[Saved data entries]
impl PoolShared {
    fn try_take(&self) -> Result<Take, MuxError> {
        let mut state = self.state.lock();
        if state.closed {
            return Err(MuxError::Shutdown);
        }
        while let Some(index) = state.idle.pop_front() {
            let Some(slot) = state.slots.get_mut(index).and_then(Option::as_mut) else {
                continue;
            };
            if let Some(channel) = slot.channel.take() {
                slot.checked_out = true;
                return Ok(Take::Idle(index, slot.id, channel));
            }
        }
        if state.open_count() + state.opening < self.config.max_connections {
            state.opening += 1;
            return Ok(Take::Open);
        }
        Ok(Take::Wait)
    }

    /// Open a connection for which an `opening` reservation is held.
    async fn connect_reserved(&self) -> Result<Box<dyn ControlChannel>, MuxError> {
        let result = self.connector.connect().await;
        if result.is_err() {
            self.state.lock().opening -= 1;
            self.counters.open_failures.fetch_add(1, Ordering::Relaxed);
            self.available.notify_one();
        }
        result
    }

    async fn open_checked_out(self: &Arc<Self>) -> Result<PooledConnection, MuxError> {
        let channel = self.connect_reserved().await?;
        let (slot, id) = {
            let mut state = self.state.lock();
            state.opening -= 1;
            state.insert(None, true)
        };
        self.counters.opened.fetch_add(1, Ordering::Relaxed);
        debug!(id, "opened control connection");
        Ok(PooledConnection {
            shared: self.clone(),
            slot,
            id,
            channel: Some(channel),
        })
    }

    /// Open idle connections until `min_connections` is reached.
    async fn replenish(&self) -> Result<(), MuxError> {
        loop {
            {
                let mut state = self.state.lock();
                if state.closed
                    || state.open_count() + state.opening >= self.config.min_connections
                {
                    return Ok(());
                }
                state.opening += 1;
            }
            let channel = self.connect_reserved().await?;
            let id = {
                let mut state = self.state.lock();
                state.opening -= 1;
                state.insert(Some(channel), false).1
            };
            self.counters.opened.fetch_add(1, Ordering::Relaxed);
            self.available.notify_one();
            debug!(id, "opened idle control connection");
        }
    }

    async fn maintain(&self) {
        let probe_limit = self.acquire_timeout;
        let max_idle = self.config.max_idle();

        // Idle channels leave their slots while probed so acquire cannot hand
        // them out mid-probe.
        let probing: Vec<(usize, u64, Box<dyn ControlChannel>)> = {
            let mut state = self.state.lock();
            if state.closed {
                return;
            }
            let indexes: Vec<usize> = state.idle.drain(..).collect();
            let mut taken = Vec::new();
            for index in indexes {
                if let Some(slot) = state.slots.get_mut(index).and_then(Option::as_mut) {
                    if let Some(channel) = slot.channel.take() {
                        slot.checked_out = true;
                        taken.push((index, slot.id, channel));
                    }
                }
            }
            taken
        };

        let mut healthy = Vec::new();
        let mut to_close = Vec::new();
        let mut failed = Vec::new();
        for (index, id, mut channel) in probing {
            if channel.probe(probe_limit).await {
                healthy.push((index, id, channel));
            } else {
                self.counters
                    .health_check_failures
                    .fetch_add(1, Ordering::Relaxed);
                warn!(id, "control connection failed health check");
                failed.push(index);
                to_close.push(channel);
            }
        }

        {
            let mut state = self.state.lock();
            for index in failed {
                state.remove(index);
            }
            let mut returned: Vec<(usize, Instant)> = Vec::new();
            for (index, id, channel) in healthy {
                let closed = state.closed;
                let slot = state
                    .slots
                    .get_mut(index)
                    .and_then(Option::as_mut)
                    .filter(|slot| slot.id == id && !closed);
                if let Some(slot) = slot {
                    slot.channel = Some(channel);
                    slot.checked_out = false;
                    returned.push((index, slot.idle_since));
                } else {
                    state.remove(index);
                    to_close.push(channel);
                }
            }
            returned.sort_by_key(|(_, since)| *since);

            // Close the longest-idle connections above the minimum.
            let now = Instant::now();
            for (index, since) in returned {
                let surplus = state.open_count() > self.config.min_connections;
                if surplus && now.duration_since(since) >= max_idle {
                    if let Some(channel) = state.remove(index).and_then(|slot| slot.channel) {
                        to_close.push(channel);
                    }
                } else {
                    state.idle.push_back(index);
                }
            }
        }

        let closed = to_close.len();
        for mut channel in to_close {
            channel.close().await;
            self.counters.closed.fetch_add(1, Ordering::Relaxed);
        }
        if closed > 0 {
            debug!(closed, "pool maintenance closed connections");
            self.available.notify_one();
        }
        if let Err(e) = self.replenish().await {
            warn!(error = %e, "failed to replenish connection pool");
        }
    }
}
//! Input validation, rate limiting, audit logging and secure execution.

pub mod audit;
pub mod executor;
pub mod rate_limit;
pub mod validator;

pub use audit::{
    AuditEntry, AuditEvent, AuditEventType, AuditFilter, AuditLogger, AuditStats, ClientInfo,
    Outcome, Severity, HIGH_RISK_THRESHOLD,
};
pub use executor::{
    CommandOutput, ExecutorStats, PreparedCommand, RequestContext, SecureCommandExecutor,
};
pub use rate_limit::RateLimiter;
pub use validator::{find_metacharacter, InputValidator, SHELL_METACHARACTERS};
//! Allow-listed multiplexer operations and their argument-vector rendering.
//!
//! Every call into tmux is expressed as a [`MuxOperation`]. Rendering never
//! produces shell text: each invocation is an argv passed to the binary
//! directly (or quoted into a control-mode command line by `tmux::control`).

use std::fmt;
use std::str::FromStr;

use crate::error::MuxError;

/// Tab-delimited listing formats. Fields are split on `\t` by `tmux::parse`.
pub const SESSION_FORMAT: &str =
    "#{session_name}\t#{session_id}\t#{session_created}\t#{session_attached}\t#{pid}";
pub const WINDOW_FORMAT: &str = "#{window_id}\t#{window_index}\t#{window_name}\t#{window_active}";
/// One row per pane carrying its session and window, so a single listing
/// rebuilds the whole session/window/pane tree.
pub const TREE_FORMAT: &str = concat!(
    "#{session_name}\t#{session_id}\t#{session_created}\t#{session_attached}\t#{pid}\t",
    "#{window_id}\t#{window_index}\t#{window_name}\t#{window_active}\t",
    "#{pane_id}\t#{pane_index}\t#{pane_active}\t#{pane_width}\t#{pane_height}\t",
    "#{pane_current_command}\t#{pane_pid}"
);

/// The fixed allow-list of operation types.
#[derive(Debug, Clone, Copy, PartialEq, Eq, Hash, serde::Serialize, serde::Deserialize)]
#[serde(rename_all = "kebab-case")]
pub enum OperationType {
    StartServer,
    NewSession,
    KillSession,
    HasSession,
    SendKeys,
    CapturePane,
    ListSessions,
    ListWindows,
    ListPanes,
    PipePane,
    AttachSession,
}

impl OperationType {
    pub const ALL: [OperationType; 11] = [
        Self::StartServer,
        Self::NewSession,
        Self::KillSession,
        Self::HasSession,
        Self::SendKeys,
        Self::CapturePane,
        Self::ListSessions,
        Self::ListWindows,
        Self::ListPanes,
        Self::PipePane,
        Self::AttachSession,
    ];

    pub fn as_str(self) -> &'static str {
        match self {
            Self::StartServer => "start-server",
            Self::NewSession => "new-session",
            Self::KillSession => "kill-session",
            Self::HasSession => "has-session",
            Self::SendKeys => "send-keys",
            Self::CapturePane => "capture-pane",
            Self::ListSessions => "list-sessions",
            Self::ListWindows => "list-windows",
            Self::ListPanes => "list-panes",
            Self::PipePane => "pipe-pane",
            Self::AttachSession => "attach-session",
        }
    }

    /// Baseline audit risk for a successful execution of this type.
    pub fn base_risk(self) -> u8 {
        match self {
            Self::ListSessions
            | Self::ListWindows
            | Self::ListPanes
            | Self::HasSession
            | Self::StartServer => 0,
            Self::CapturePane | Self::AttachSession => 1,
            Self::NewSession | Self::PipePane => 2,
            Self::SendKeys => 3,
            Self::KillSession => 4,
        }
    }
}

---

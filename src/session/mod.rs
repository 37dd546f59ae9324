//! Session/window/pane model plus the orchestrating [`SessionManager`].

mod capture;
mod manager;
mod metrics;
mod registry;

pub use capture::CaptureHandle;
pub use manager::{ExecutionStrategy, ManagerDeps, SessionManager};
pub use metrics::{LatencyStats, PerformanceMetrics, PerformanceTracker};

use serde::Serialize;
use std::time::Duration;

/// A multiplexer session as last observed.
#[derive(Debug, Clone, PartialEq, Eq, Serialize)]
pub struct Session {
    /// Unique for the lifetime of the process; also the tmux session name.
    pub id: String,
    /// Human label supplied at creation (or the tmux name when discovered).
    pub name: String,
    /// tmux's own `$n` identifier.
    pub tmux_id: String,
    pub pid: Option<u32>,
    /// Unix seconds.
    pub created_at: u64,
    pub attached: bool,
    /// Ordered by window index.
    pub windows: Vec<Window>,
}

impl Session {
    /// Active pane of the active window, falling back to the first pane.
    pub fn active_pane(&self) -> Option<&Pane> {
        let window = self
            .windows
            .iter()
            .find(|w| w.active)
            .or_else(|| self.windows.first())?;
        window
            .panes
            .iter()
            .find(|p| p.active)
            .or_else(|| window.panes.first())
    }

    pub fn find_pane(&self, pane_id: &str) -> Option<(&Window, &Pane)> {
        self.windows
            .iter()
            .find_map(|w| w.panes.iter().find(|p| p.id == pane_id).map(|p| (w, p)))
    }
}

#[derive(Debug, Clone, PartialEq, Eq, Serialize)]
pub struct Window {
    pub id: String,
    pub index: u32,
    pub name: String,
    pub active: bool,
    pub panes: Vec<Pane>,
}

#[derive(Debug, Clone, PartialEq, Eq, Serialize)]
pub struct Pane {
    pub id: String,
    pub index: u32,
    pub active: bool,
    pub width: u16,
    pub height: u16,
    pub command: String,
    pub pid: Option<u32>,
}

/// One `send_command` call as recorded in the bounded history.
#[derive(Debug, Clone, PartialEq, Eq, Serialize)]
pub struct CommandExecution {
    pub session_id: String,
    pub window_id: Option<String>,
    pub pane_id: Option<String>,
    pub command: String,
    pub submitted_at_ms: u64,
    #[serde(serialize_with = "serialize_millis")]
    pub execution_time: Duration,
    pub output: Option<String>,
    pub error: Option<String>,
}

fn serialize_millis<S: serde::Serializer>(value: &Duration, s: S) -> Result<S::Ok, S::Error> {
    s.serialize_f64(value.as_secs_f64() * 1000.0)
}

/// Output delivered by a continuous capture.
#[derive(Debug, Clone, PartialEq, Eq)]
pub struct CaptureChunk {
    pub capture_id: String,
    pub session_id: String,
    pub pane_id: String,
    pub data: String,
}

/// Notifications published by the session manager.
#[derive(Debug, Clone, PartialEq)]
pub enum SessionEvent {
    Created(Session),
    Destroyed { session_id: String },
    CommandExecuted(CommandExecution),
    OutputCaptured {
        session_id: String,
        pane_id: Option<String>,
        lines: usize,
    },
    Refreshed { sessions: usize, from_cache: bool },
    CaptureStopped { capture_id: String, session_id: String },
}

**EXERCISE GOAL:** Only the lines of the data holding the string "serde" are wanted; copy each of them.

**SOLUTION FOR THIS PROBLEM:**
#[derive(Debug, Clone, Copy, PartialEq, Eq, Hash, serde::Serialize, serde::Deserialize)]
#[serde(rename_all = "kebab-case")]
use serde::Serialize;
    #[serde(serialize_with = "serialize_millis")]
fn serialize_millis<S: serde::Serializer>(value: &Duration, s: S) -> Result<S::Ok, S::Error> {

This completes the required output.